Task brief: Go through the entries below and return every line that contains "style".

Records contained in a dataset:
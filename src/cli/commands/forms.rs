//! Shared interactive prompt helpers for the workshop steps
//!
//! Every step is the same loop: show the list, offer add/edit/remove,
//! gate Done on the submit rule. These helpers keep the per-entity
//! step functions down to their field prompts.

use console::style;
use dialoguer::{Confirm, Input, MultiSelect, Select};
use miette::{IntoDiagnostic, Result};

use crate::core::accumulator::ValidationErrors;
use crate::core::identity::EntityId;

pub fn input_text(prompt: &str) -> Result<String> {
    Input::new()
        .with_prompt(prompt)
        .interact_text()
        .into_diagnostic()
}

pub fn input_text_optional(prompt: &str) -> Result<String> {
    Input::new()
        .with_prompt(prompt)
        .allow_empty(true)
        .interact_text()
        .into_diagnostic()
}

/// Prompt with the current value as the editable default
pub fn input_text_default(prompt: &str, default: &str) -> Result<String> {
    Input::new()
        .with_prompt(prompt)
        .default(default.to_string())
        .interact_text()
        .into_diagnostic()
}

/// Collect free-text entries until a blank line
pub fn input_lines(prompt: &str) -> Result<Vec<String>> {
    let mut lines = Vec::new();
    loop {
        let line: String = Input::new()
            .with_prompt(format!("{} (vide pour terminer)", prompt))
            .allow_empty(true)
            .interact_text()
            .into_diagnostic()?;
        if line.trim().is_empty() {
            return Ok(lines);
        }
        lines.push(line);
    }
}

pub fn input_f64(prompt: &str) -> Result<f64> {
    Input::new()
        .with_prompt(prompt)
        .default(0.0)
        .interact_text()
        .into_diagnostic()
}

/// Prompt for an ISO date (YYYY-MM-DD)
pub fn input_date(prompt: &str) -> Result<chrono::NaiveDate> {
    let raw: String = Input::new()
        .with_prompt(format!("{} (AAAA-MM-JJ)", prompt))
        .validate_with(|value: &String| -> std::result::Result<(), &str> {
            value
                .parse::<chrono::NaiveDate>()
                .map(|_| ())
                .map_err(|_| "date attendue au format AAAA-MM-JJ")
        })
        .interact_text()
        .into_diagnostic()?;
    raw.parse::<chrono::NaiveDate>().into_diagnostic()
}

pub fn confirm(prompt: &str, default: bool) -> Result<bool> {
    Confirm::new()
        .with_prompt(prompt)
        .default(default)
        .interact()
        .into_diagnostic()
}

/// Pick one entry from a fixed label set, returning its index
pub fn select_label(prompt: &str, items: &[&str]) -> Result<usize> {
    Select::new()
        .with_prompt(prompt)
        .items(items)
        .default(0)
        .interact()
        .into_diagnostic()
}

/// Pick a rating on a labeled 1-N scale, returning the 1-based rating
pub fn select_rating(prompt: &str, labels: &[&str]) -> Result<u8> {
    let items: Vec<String> = labels
        .iter()
        .enumerate()
        .map(|(i, label)| format!("{} - {}", i + 1, label))
        .collect();
    let idx = Select::new()
        .with_prompt(prompt)
        .items(&items)
        .default(0)
        .interact()
        .into_diagnostic()?;
    Ok((idx + 1) as u8)
}

/// Pick one entry from dynamic labels, returning its index
pub fn select_index(prompt: &str, labels: &[String]) -> Result<usize> {
    Select::new()
        .with_prompt(prompt)
        .items(labels)
        .default(0)
        .interact()
        .into_diagnostic()
}

/// Pick exactly one referenced record
pub fn pick_one(prompt: &str, options: &[(EntityId, String)]) -> Result<EntityId> {
    let labels: Vec<&str> = options.iter().map(|(_, name)| name.as_str()).collect();
    let idx = Select::new()
        .with_prompt(prompt)
        .items(&labels)
        .default(0)
        .interact()
        .into_diagnostic()?;
    Ok(options[idx].0.clone())
}

/// Pick any number of referenced records
pub fn pick_many(prompt: &str, options: &[(EntityId, String)]) -> Result<Vec<EntityId>> {
    if options.is_empty() {
        return Ok(Vec::new());
    }
    let labels: Vec<&str> = options.iter().map(|(_, name)| name.as_str()).collect();
    let picked = MultiSelect::new()
        .with_prompt(format!("{} (espace pour sélectionner)", prompt))
        .items(&labels)
        .interact()
        .into_diagnostic()?;
    Ok(picked.into_iter().map(|i| options[i].0.clone()).collect())
}

/// Print validation failures without aborting the step
pub fn print_validation_errors(errors: &ValidationErrors) {
    for (field, message) in errors.iter() {
        eprintln!("  {} {}: {}", style("✗").red(), style(field).bold(), message);
    }
}

/// What the analyst wants to do next with the step's list
#[derive(Debug, Clone, Copy, PartialEq, Eq)]
pub enum ListAction {
    Add,
    Edit,
    Remove,
    Done,
}

/// Step menu. Edit/remove only offered when the list is non-empty.
pub fn list_action(noun: &str, count: usize) -> Result<ListAction> {
    let (items, actions): (Vec<String>, Vec<ListAction>) = if count == 0 {
        (
            vec![format!("Ajouter une entrée ({})", noun), "Terminer l'étape".to_string()],
            vec![ListAction::Add, ListAction::Done],
        )
    } else {
        (
            vec![
                format!("Ajouter une entrée ({})", noun),
                "Modifier une entrée".to_string(),
                "Supprimer une entrée".to_string(),
                "Terminer l'étape".to_string(),
            ],
            vec![
                ListAction::Add,
                ListAction::Edit,
                ListAction::Remove,
                ListAction::Done,
            ],
        )
    };
    let idx = Select::new()
        .with_prompt("Action")
        .items(&items)
        .default(0)
        .interact()
        .into_diagnostic()?;
    Ok(actions[idx])
}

Final answer:
use console::style;
        eprintln!("  {} {}: {}", style("✗").red(), style(field).bold(), message);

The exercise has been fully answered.